La réplique du dimanche #6 - "Please !" - Manchester by the sea

La réplique du dimanche #6 - "Please !" - Manchester by the sea

     J'avais entamé cette idée en 2022 puis, après seulement 5 articles, j'ignore pourquoi je me suis subitement arrêté de sortir ma "réplique du dimanche". Plus d'un an après, je décide de reprendre cette habitude qui me semble intéressante : le principe est de venir parler d'une réplique de film qui m'aurait marqué pendant ma vie de cinéphile, afin d'évoquer la puissance d'un dialogue, le génie d'un acteur ou d'une actrice, la beauté d'une narration, etc.

 

     Ce dimanche, j'avais envie de parler d'une réplique constituée d'un unique mot : celui de Casey Affleck dans Manchester by the sea. Attention, cet article va spoiler un élément important.

 

     A la 63e minute de Manchester by the sea, après son interrogatoire, le personnage joué par Casey Affleck (Lee Chandler) s'empare de l'arme d'un policier et tente de mettre fin à ses jours en collant le pistolet contre sa tempe. Heureusement, le revolver n'est pas chargé (ou la sécurité est enclenchée) et il rate son coup. Alors que les forces de l'ordre ainsi que sa famille tentent de le maîtriser pour lui faire lâcher l'arme, Lee se débat et lâche un "Please" qui me déchire à chaque fois. Je vous propose de revoir cette scène :

 

Please !

      Cette scène est probablement l'une des plus marquantes du film et, si le blog avait été actif l'année où j'ai découvert Manchester by the sea au cinéma, il est certain qu'elle aurait figuré dans mon "top 20 des scènes qui m'ont marqué en 2016". Etant moi-même père depuis quelques années, je ne peux qu'oser imaginer la douleur, la détresse et la culpabilité qui rongent Lee Chandler à ce moment précis. Le personnage est plus bas que terre, il n'entrevoit aucune autre possibilité que celle-ci : en finir avec sa vie pour ne plus souffrir.
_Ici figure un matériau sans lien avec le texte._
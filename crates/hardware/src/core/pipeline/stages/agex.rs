//! Address Generation and Execute (AGEX) Stage.
//!
//! This module computes the two results every instruction may need downstream:
//! 1. **ADDRESS:** Base (NPC or SR1) plus a sign-extended, optionally doubled offset,
//!    or the zero-extended trap vector doubled.
//! 2. **ALU_RESULT:** The ALU on SR1 and SR2 or the immediate, or the shifter on SR1.
//!
//! While Memory is stalled the Memory-input latch holds its occupant.

use crate::common::bits::Word;
use crate::core::Cpu;
use crate::core::arch::AgexSignals;
use crate::core::pipeline::latches::{InstructionRecord, MemoryLatch, PipeState};
use crate::core::pipeline::signals::{
    Addr1Mux, Addr2Mux, AddressMux, AgexControlSignals, ResultMux, Sr2Mux,
};
use crate::core::units::alu::Alu;
use crate::core::units::alu::shifts::{self, ShiftKind};
use crate::isa::instruction::InstructionBits;

/// Executes the AGEX stage of the pipeline.
///
/// # Arguments
///
/// * `cpu` - Mutable reference to the CPU state
/// * `latches` - The latches as they stood at the start of the cycle
/// * `next` - The latches being built for the next cycle
pub fn agex_stage(cpu: &mut Cpu, latches: &PipeState, next: &mut PipeState) {
    let mem_stall = cpu.state.signals.stall.mem_stall;
    let latch = &latches.agex;
    let Some(instr) = latch.instr else {
        cpu.state.signals.agex = AgexSignals::default();
        cpu.state.signals.stall.v_agex_br_stall = false;
        next.memory = if mem_stall {
            latches.memory
        } else {
            MemoryLatch::bubble()
        };
        return;
    };
    let cs = latch.cs;
    let valid = latch.valid;

    let address = compute_address(&cs, &instr);
    let alu_result = compute_result(&cs, &instr);

    cpu.state.signals.agex = AgexSignals {
        drid: instr.drid,
        v_ld_reg: valid && cs.mem.store.ld_reg,
        v_ld_cc: valid && cs.mem.store.ld_cc,
    };
    cpu.state.signals.stall.v_agex_br_stall = valid && cs.mem.br_stall;

    if cpu.trace && valid {
        tracing::trace!(
            cycle = cpu.cycles,
            pc = %format_args!("x{:04X}", instr.pc),
            address = %format_args!("x{address:04X}"),
            alu = %format_args!("x{alu_result:04X}"),
            "AGEX"
        );
    }

    next.memory = if mem_stall {
        latches.memory
    } else {
        MemoryLatch {
            valid,
            instr: Some(InstructionRecord {
                address,
                alu_result,
                ..instr
            }),
            cs: cs.mem,
        }
    };
}

fn compute_address(cs: &AgexControlSignals, instr: &InstructionRecord) -> Word {
    match cs.address_mux {
        AddressMux::TrapVector => instr.ir.zero_extend(7) << 1,
        AddressMux::Adder => {
            let base = match cs.addr1_mux {
                Addr1Mux::Npc => instr.npc,
                Addr1Mux::BaseR => instr.sr1,
            };
            let offset = match cs.addr2_mux {
                Addr2Mux::Zero => Word::ZERO,
                Addr2Mux::Offset6 => instr.ir.sign_extend(5),
                Addr2Mux::PcOffset9 => instr.ir.sign_extend(8),
                Addr2Mux::PcOffset11 => instr.ir.sign_extend(10),
            };
            let offset = if cs.lshf1 { offset << 1 } else { offset };
            base + offset
        }
    }
}

fn compute_result(cs: &AgexControlSignals, instr: &InstructionRecord) -> Word {
    match cs.alu_result_mux {
        ResultMux::Alu => {
            let operand = match cs.sr2_mux {
                Sr2Mux::Register => instr.sr2,
                Sr2Mux::Immediate => instr.ir.sign_extend(4),
            };
            Alu::execute(cs.aluk, instr.sr1, operand)
        }
        ResultMux::Shifter => shifts::execute(
            ShiftKind::from_bits(instr.ir.shift_type()),
            instr.sr1,
            instr.ir.shift_amount(),
        ),
    }
}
Lorsque cette occasion lui est donnée en croisant l'agent de police, il n'hésite pas une seule seconde et succombe à son impulsion. Un quart de seconde, le spectateur se demande pourquoi il saisit cette arme, mais il ne faut pas longtemps avant de comprendre l'objectif déprimant de ce geste. 

 

     J'ai vu Manchester by the sea il y a 8 ans et, il y a 8 ans, je devenais père. Aujourd'hui, je n'ai toujours pas revu ce film car j'ai peur de trop ressentir, d'être encore plus dévasté par les émotions de ce personnage qu'il y a 8 ans. Il y a quelques films comme ça, comme First Man ou Alabama Monroe, que je n'ose pas revoir car j'ai peur de ne pas supporter émotionnellement certaines choses. Ce "Please" de Lee, qui veut donc dire "S'il vous plait, laissez-moi en finir", je me le repasse souvent sur Youtube parce qu'il me hante, parce qu'un frisson me parcourt le corps lorsque Casey Affleck déclame ce mot avec toute la puissance de la scène. Je n'ai même pas besoin de revoir le film ni de me remettre dans le contexte pour que ces quelques secondes d'imploration fassent monter mes larmes. La scène est rapide, efficace, elle ne force pas l'émotion et n'en montre pas trop puisqu'elle se coupe brutalement après ce "Please" pour montrer une mer agitée. Tout ceci rend d'autant plus forte la (tentative de) reconstruction de Lee pendant la deuxième moitié du film, c'est absolument magnifique.

 

     Encore hier, je lisais des critiques de Manchester by the sea qui décrivaient Casey Affleck comme un acteur fade et inexpressif, et je ne comprends pas ces remarques à son encontre, particulièrement dans ce film. Lee est détruit, il est vide. L'acteur traduit la psychologie de son personnage à merveille à l'écran, avec une incroyable finesse. Un grand film sur le deuil.